Activity
All the entries that follow must be written out again exactly.

------------------------------------------------------------------------

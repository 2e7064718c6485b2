use super::*;

#[test]
fn transparent_overlay_leaves_destination() {
    let mut dst = vec![10u8, 20, 30, 255];
    over_premul_onto_straight(&mut dst, &[0, 0, 0, 0]).unwrap();
    assert_eq!(dst, vec![10, 20, 30, 255]);
}

#[test]
fn opaque_overlay_replaces_destination() {
    let mut dst = vec![10u8, 20, 30, 255];
    over_premul_onto_straight(&mut dst, &[200, 100, 50, 255]).unwrap();
    assert_eq!(dst, vec![200, 100, 50, 255]);
}

#[test]
fn half_black_over_white_is_mid_gray() {
    let mut dst = vec![255u8, 255, 255, 255];
    over_premul_onto_straight(&mut dst, &[0, 0, 0, 128]).unwrap();
    assert_eq!(dst[3], 255);
    assert!((126..=128).contains(&dst[0]), "got {}", dst[0]);
}

#[test]
fn mismatched_lengths_fail() {
    let mut dst = vec![0u8; 8];
    assert!(over_premul_onto_straight(&mut dst, &[0u8; 4]).is_err());
}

------------------------------------------------------------------------

Exercise response
repository 2e7064718c6485b2
use super::*;

#[test]
fn transparent_overlay_leaves_destination() {
    let mut dst = vec![10u8, 20, 30, 255];
    over_premul_onto_straight(&mut dst, &[0, 0, 0, 0]).unwrap();
    assert_eq!(dst, vec![10, 20, 30, 255]);
}

#[test]
fn opaque_overlay_replaces_destination() {
    let mut dst = vec![10u8, 20, 30, 255];
    over_premul_onto_straight(&mut dst, &[200, 100, 50, 255]).unwrap();
    assert_eq!(dst, vec![200, 100, 50, 255]);
}

#[test]
fn half_black_over_white_is_mid_gray() {
    let mut dst = vec![255u8, 255, 255, 255];
    over_premul_onto_straight(&mut dst, &[0, 0, 0, 128]).unwrap();
    assert_eq!(dst[3], 255);
    assert!((126..=128).contains(&dst[0]), "got {}", dst[0]);
}

#[test]
fn mismatched_lengths_fail() {
    let mut dst = vec![0u8; 8];
    assert!(over_premul_onto_straight(&mut dst, &[0u8; 4]).is_err());
}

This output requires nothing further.